Made in India

AN UP-AND-COMING artist is brushing away his gloomy past with the launch of his new solo exhibition after a life changing trip to India.

Name : admin
Date : 2 December 2011
Time : 01:33 PM
Made in India

AN UP-AND-COMING artist is brushing away his gloomy past with the launch of his new solo exhibition after a life changing trip to India.

Alan Osborne from East London is a recovering alcoholic who managed to turn his life around when he started painting in a rehab centre. 

The 62-year-old is determined to make his stamp on the art world with his new exhibition Made in India which ran from November 1 to November 8 at the Nehru Centre in Mayfair, London.

His big break came from his first exhibition Elysium in the Modern World which was a contemporary take on the ancient world of Greek mythology.

Whilst working for a publishing company which produced property management magazines Osborne got involved in a drinking habit which went too far.

He told Eastern Eye: “One of the reasons I lost my business, my wife and my kids 10 years ago was because of alcohol. The publishing industry is a seriously boozy industry and I got caught up in that.
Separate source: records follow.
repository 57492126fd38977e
pub mod backend;
pub mod store;

pub use backend::{
    FavoriteSnapshot, FavoritesBackend, JsonFileBackend, MemoryBackend, PersistenceError,
};
pub use store::{FavoritesStore, ReconcileOutcome, StatusChange};
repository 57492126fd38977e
pub mod profile;
pub mod template;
“Unfortunately I had more problems with alcohol than a normal person would have had.”
But when Osborne went to residential house in Wiltshire to get himself in rehabilitation his hidden talent in art shone through.

He said: “When I started the art therapy groups there, people couldn’t believe that I had never done art before. I begun to love it. Everybody was encouraging me to continue this. “
After pursuing a national diploma in Art he gained a place in a Fine Art course at the University of East London and graduated earlier this year.
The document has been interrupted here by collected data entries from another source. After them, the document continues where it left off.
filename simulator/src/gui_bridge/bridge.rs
use crate::gui_bridge::model::FeedCatalog;
use civiccore::feed_interface::Feed;
use log::{info, warn};
use rand::Rng;
use serde_json::json;
use std::{
    convert::Infallible,
    net::SocketAddr,
    sync::{Arc, RwLock, RwLockReadGuard, RwLockWriteGuard},
    time::Duration,
};
use warp::{http::StatusCode, Filter, Rejection, Reply};

pub type SharedCatalog = Arc<RwLock<FeedCatalog>>;

fn read(catalog: &SharedCatalog) -> RwLockReadGuard<'_, FeedCatalog> {
    catalog.read().unwrap_or_else(|poisoned| poisoned.into_inner())
}

fn write(catalog: &SharedCatalog) -> RwLockWriteGuard<'_, FeedCatalog> {
    catalog
        .write()
        .unwrap_or_else(|poisoned| poisoned.into_inner())
}

fn error_reply(status: StatusCode, message: String) -> warp::reply::WithStatus<warp::reply::Json> {
    warp::reply::with_status(warp::reply::json(&json!({ "error": message })), status)
}

/// HTTP face of the simulator: serves feed snapshots the way the
/// operations-center API would, including latency and injected failures.
pub struct FeedBridge {
    catalog: SharedCatalog,
}

impl FeedBridge {
    pub fn new(catalog: FeedCatalog) -> Self {
        Self {
            catalog: Arc::new(RwLock::new(catalog)),
        }
    }

    pub fn catalog(&self) -> SharedCatalog {
        Arc::clone(&self.catalog)
    }

    pub fn routes(&self) -> impl Filter<Extract = (impl Reply,), Error = Rejection> + Clone {
        let catalog = self.catalog();
        let catalog_filter = warp::any().map(move || catalog.clone());

        let list_route = warp::path!("feeds")
            .and(warp::get())
            .and(catalog_filter.clone())
            .map(|catalog: SharedCatalog| {
                let catalog = read(&catalog);
                let feeds: Vec<_> = Feed::ALL
                    .iter()
                    .map(|feed| {
                        json!({
                            "id": feed.id(),
                            "title": feed.title(),
                            "revision": catalog.revision(*feed),
                        })
                    })
                    .collect();
                warp::reply::with_status(warp::reply::json(&feeds), StatusCode::OK)
            });

        let feed_route = warp::path!("feeds" / String)
            .and(warp::get())
            .and(catalog_filter.clone())
            .and_then(serve_feed);

        let regenerate_route = warp::path!("feeds" / String / "regenerate")
            .and(warp::post())
            .and(catalog_filter)
            .map(|feed_id: String, catalog: SharedCatalog| {
                let feed = match feed_id.parse::<Feed>() {
                    Ok(feed) => feed,
                    Err(err) => return error_reply(StatusCode::NOT_FOUND, err.to_string()),
                };
                let mut catalog = write(&catalog);
                match catalog
                    .regenerate(feed)
                    .map(|snapshot| snapshot.records.len())
                {
                    Ok(count) => {
                        let revision = catalog.revision(feed);
                        info!(
                            "[bridge] regenerated {} -> revision {} ({} records)",
                            feed, revision, count
                        );
                        warp::reply::with_status(
                            warp::reply::json(&json!({ "feed": feed.id(), "revision": revision })),
                            StatusCode::OK,
                        )
                    }
                    Err(err) => {
                        warn!("[bridge] regenerate {} failed: {:#}", feed, err);
                        error_reply(StatusCode::INTERNAL_SERVER_ERROR, err.to_string())
                    }
                }
            });

        list_route
            .or(feed_route)
            .unify()
            .or(regenerate_route)
            .unify()
            .with(warp::log("feed_simulator::bridge"))
    }

    pub async fn serve(self, address: SocketAddr) {
        info!("[bridge] serving feeds on http://{}", address);
        warp::serve(self.routes()).run(address).await;
    }
}

/// Latency plus or minus up to `jitter_ms`, floored at zero.
fn sample_delay<R: Rng>(rng: &mut R, latency_ms: u64, jitter_ms: u64) -> Duration {
    if jitter_ms == 0 {
        return Duration::from_millis(latency_ms);
    }
    let offset = rng.gen_range(0..=jitter_ms);
    let millis = if rng.gen_bool(0.5) {
        latency_ms.saturating_add(offset)
    } else {
        latency_ms.saturating_sub(offset)
    };
    Duration::from_millis(millis)
}

async fn serve_feed(
    feed_id: String,
    catalog: SharedCatalog,
) -> Result<warp::reply::WithStatus<warp::reply::Json>, Infallible> {
    let feed = match feed_id.parse::<Feed>() {
        Ok(feed) => feed,
        Err(err) => return Ok(error_reply(StatusCode::NOT_FOUND, err.to_string())),
    };

    let (delay, fail) = {
        let config = read(&catalog).config().clone();
        let mut rng = rand::thread_rng();
        (
            sample_delay(&mut rng, config.latency_ms, config.jitter_ms),
            rng.gen_bool(config.failure_rate.clamp(0.0, 1.0)),
        )
    };
    if !delay.is_zero() {
        tokio::time::sleep(delay).await;
    }
    if fail {
        warn!("[bridge] injecting failure for {}", feed);
        return Ok(error_reply(
            StatusCode::SERVICE_UNAVAILABLE,
            format!("feed {} temporarily unavailable", feed),
        ));
    }

    let catalog = read(&catalog);
    match catalog.snapshot(feed) {
        Some(snapshot) => Ok(warp::reply::with_status(
            warp::reply::json(snapshot),
            StatusCode::OK,
        )),
        None => Ok(error_reply(
            StatusCode::NOT_FOUND,
            format!("feed {} has no snapshot", feed),
        )),
    }
}

#[cfg(test)]
mod tests {
    use super::*;
    use crate::workflow::config::SimulatorConfig;
    use civiccore::feed_interface::{decode_feed_body, FeedResponse};
    use rand::{rngs::StdRng, SeedableRng};

    fn quiet_config() -> SimulatorConfig {
        SimulatorConfig {
            latency_ms: 0,
            jitter_ms: 0,
            records_per_feed: 4,
            ..Default::default()
        }
    }

    fn bridge(config: SimulatorConfig) -> FeedBridge {
        FeedBridge::new(FeedCatalog::build(config).unwrap())
    }

    #[test]
    fn delay_spreads_both_sides_of_latency() {
        let mut rng = StdRng::seed_from_u64(7);
        let samples: Vec<u64> = (0..400)
            .map(|_| sample_delay(&mut rng, 100, 50).as_millis() as u64)
            .collect();
        assert!(samples.iter().all(|ms| (50..=150).contains(ms)));
        assert!(samples.iter().any(|ms| *ms < 100));
        assert!(samples.iter().any(|ms| *ms > 100));
    }

    #[test]
    fn delay_saturates_on_extreme_settings() {
        let mut rng = StdRng::seed_from_u64(1);
        for _ in 0..50 {
            let high = sample_delay(&mut rng, u64::MAX, u64::MAX);
            assert!(high.as_millis() <= u64::MAX as u128);
            let low = sample_delay(&mut rng, 10, 1_000);
            assert!(low.as_millis() <= 1_010);
        }
        assert_eq!(sample_delay(&mut rng, 25, 0), Duration::from_millis(25));
    }

    #[tokio::test]
    async fn known_feed_serves_decodable_snapshot() {
        let routes = bridge(quiet_config()).routes();
        let response = warp::test::request()
            .method("GET")
            .path("/feeds/sirens")
            .reply(&routes)
            .await;
        assert_eq!(response.status(), StatusCode::OK);
        let records = decode_feed_body("sirens", response.body()).unwrap();
        assert_eq!(records.len(), 4);
    }

    #[tokio::test]
    async fn unknown_feed_is_not_found() {
        let routes = bridge(quiet_config()).routes();
        let response = warp::test::request()
            .method("GET")
            .path("/feeds/volcanoes")
            .reply(&routes)
            .await;
        assert_eq!(response.status(), StatusCode::NOT_FOUND);
    }

    #[tokio::test]
    async fn failure_injection_answers_503() {
        let config = SimulatorConfig {
            failure_rate: 1.0,
            ..quiet_config()
        };
        let routes = bridge(config).routes();
        let response = warp::test::request()
            .method("GET")
            .path("/feeds/beaches")
            .reply(&routes)
            .await;
        assert_eq!(response.status(), StatusCode::SERVICE_UNAVAILABLE);
    }

    #[tokio::test]
    async fn regenerate_advances_revision() {
        let bridge = bridge(quiet_config());
        let routes = bridge.routes();
        let response = warp::test::request()
            .method("POST")
            .path("/feeds/traffic/regenerate")
            .reply(&routes)
            .await;
        assert_eq!(response.status(), StatusCode::OK);
        assert_eq!(read(&bridge.catalog()).revision(Feed::Traffic), 1);

        let response = warp::test::request()
            .method("GET")
            .path("/feeds/traffic")
            .reply(&routes)
            .await;
        let body: FeedResponse = serde_json::from_slice(response.body()).unwrap();
        assert_eq!(body.feed, "traffic");
    }

    #[tokio::test]
    async fn feed_list_names_every_feed() {
        let routes = bridge(quiet_config()).routes();
        let response = warp::test::request()
            .method("GET")
            .path("/feeds")
            .reply(&routes)
            .await;
        let listed: Vec<serde_json::Value> = serde_json::from_slice(response.body()).unwrap();
        assert_eq!(listed.len(), Feed::ALL.len());
    }
}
Since his rehabilitation, Osborne visited India four times and his last trip in 2007 was a visit which changed the rest of his life. He went to spend some time with fellow artist Jack Phillips who lived in Kerala in South west India.
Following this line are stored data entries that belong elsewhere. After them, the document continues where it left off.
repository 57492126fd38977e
use serde::{Deserialize, Serialize};
use std::fmt;

/// Closed set of record categories understood by presentation code.
#[derive(Debug, Clone, Copy, Serialize, Deserialize, PartialEq, Eq, Hash)]
#[serde(rename_all = "kebab-case")]
pub enum Category {
    Alert,
    WeatherStation,
    Traffic,
    Siren,
    TouristPoint,
    Beach,
    Other,
}

impl Category {
    /// Parses the loose category labels found on the wire, in Portuguese or English.
    pub fn from_label(label: &str) -> Category {
        let folded = fold(label);
        match folded.replace(&['_', ' '][..], "-").as_str() {
            "alert" | "alerts" | "alerta" | "alertas" => Category::Alert,
            "weather-station" | "weather-stations" | "weather" | "estacao"
            | "estacao-meteorologica" | "pluviometro" => Category::WeatherStation,
            "traffic" | "interdiction" | "interdictions" | "interdicao" | "transito" => {
                Category::Traffic
            }
            "siren" | "sirens" | "sirene" | "sirenes" => Category::Siren,
            "tourist-point" | "tourist-points" | "ponto-turistico" | "turismo" => {
                Category::TouristPoint
            }
            "beach" | "beaches" | "praia" | "praias" => Category::Beach,
            _ => Category::Other,
        }
    }

    pub fn label(self) -> &'static str {
        match self {
            Category::Alert => "alert",
            Category::WeatherStation => "weather-station",
            Category::Traffic => "traffic",
            Category::Siren => "siren",
            Category::TouristPoint => "tourist-point",
            Category::Beach => "beach",
            Category::Other => "other",
        }
    }
}

impl fmt::Display for Category {
    fn fmt(&self, f: &mut fmt::Formatter<'_>) -> fmt::Result {
        f.write_str(self.label())
    }
}

/// Severity bucket derived from a raw status string.
#[derive(Debug, Clone, Copy, Serialize, Deserialize, PartialEq, Eq, Hash, PartialOrd, Ord)]
#[serde(rename_all = "kebab-case")]
pub enum StatusLevel {
    Unknown,
    Inactive,
    Normal,
    Attention,
    Alert,
    Critical,
}

impl StatusLevel {
    pub fn label(self) -> &'static str {
        match self {
            StatusLevel::Unknown => "unknown",
            StatusLevel::Inactive => "inactive",
            StatusLevel::Normal => "normal",
            StatusLevel::Attention => "attention",
            StatusLevel::Alert => "alert",
            StatusLevel::Critical => "critical",
        }
    }
}

impl fmt::Display for StatusLevel {
    fn fmt(&self, f: &mut fmt::Formatter<'_>) -> fmt::Result {
        f.write_str(self.label())
    }
}

const INACTIVE_MARKERS: &[&str] = &[
    "inativ",
    "desativad",
    "desligad",
    "fora de operacao",
    "manutencao",
    "inoperant",
    "inactive",
    "unarmed",
    "disarmed",
    "offline",
    "maintenance",
];

/// Maps a raw status string to a [`StatusLevel`] for the given category.
///
/// Matching is case- and accent-insensitive. This is the only place raw
/// status text is interpreted; everything downstream switches on the enum.
pub fn classify_status(category: Category, raw: &str) -> StatusLevel {
    let status = fold(raw);
    if status.is_empty() {
        return StatusLevel::Unknown;
    }
    if contains_any(&status, INACTIVE_MARKERS) {
        return StatusLevel::Inactive;
    }

    let level = match category {
        Category::Alert => classify_alert(&status),
        Category::WeatherStation => classify_rain(&status),
        Category::Traffic => classify_traffic(&status),
        Category::Siren => classify_siren(&status),
        Category::TouristPoint => classify_tourist_point(&status),
        Category::Beach => classify_beach(&status),
        Category::Other => None,
    };

    level.unwrap_or_else(|| {
        if contains_any(&status, &["normal"]) || has_word(&status, "ok") {
            StatusLevel::Normal
        } else {
            StatusLevel::Unknown
        }
    })
}

fn classify_alert(status: &str) -> Option<StatusLevel> {
    for stage in ["estagio", "stage", "nivel", "level"] {
        if let Some(rest) = status.split(stage).nth(1) {
            let digit = rest.trim().chars().next().and_then(|c| c.to_digit(10));
            match digit {
                Some(4..=5) => return Some(StatusLevel::Critical),
                Some(3) => return Some(StatusLevel::Alert),
                Some(2) => return Some(StatusLevel::Attention),
                Some(1) => return Some(StatusLevel::Normal),
                _ => {}
            }
        }
    }
    if contains_any(status, &["crise", "critic", "emergencia", "emergency"]) {
        Some(StatusLevel::Critical)
    } else if contains_any(status, &["alerta", "alert"]) {
        Some(StatusLevel::Alert)
    } else if contains_any(status, &["atencao", "attention", "mobilizacao", "watch"]) {
        Some(StatusLevel::Attention)
    } else {
        None
    }
}

fn classify_rain(status: &str) -> Option<StatusLevel> {
    if contains_any(status, &["muito forte", "very heavy", "torrencial"]) {
        Some(StatusLevel::Critical)
    } else if contains_any(status, &["forte", "heavy"]) {
        Some(StatusLevel::Alert)
    } else if contains_any(status, &["moderad", "moderate"]) {
        Some(StatusLevel::Attention)
    } else if contains_any(status, &["fraca", "sem chuva", "no rain", "light", "dry"]) {
        Some(StatusLevel::Normal)
    } else {
        None
    }
}

fn classify_traffic(status: &str) -> Option<StatusLevel> {
    // "parcialmente interditada" is a partial closure, not a full one.
    if contains_any(status, &["parcial", "partial", "lent", "slow"]) {
        Some(StatusLevel::Attention)
    } else if contains_any(status, &["interditad", "bloquead", "closed", "blocked"]) {
        Some(StatusLevel::Alert)
    } else if contains_any(status, &["liberad", "open", "fluindo", "clear"]) {
        Some(StatusLevel::Normal)
    } else {
        None
    }
}

fn classify_siren(status: &str) -> Option<StatusLevel> {
    if contains_any(status, &["nao acionad", "not triggered", "silenciad", "silent"]) {
        Some(StatusLevel::Normal)
    } else if contains_any(status, &["acionad", "tocando", "triggered", "sounding"]) {
        Some(StatusLevel::Critical)
    } else if contains_any(status, &["ativ", "operante", "active", "armed"]) {
        Some(StatusLevel::Normal)
    } else {
        None
    }
}

fn classify_tourist_point(status: &str) -> Option<StatusLevel> {
    if contains_any(status, &["fechad", "closed"]) {
        Some(StatusLevel::Inactive)
    } else if contains_any(status, &["lotad", "crowded"]) {
        Some(StatusLevel::Attention)
    } else if contains_any(status, &["abert", "open"]) {
        Some(StatusLevel::Normal)
    } else {
        None
    }
}

fn classify_beach(status: &str) -> Option<StatusLevel> {
    // "impropria" contains "propria"; check it first.
    if contains_any(status, &["impropria", "unsuitable", "unfit"]) {
        Some(StatusLevel::Alert)
    } else if contains_any(status, &["propria", "suitable", "fit"]) {
        Some(StatusLevel::Normal)
    } else {
        None
    }
}

fn contains_any(haystack: &str, needles: &[&str]) -> bool {
    needles.iter().any(|needle| haystack.contains(needle))
}

fn has_word(haystack: &str, word: &str) -> bool {
    haystack
        .split(|c: char| !c.is_alphanumeric())
        .any(|token| token == word)
}

/// Lowercases and strips the Portuguese diacritics used by the feeds.
fn fold(raw: &str) -> String {
    raw.trim()
        .chars()
        .flat_map(char::to_lowercase)
        .map(|c| match c {
            'á' | 'à' | 'â' | 'ã' | 'ä' => 'a',
            'é' | 'è' | 'ê' | 'ë' => 'e',
            'í' | 'ì' | 'î' | 'ï' => 'i',
            'ó' | 'ò' | 'ô' | 'õ' | 'ö' => 'o',
            'ú' | 'ù' | 'û' | 'ü' => 'u',
            'ç' => 'c',
            other => other,
        })
        .collect()
}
He said:  “It was during my travels in Tamil Nadu in India that I experienced first hand a drunk man in a terrible state, lying on a pavement there.
“That was when the penny dropped and I realised how fortunate I was to be living in a country where people like me have access to more help than we know. This exhibition started with that realisation.”

The fact that the exhibition is showing at the Nehru Centre is something of a coup for Obsorne, as it has housed exhibitions by prominent Indian artists but clearly it has a message about being able to turn one’s life around and take inspiration from that and a different environment.

“I have a lot of Indians friend and had talked and made discussions about the idea behind my exhibition. I would ask them what it means to be an Indian person today,” said Osborne.
“I’m trying to reflect in playful and abstract way using colours and form to demonstrate how I feel about India.

“Art is something that is very emotive and this work is how I feel about India, it’s warm and playful.”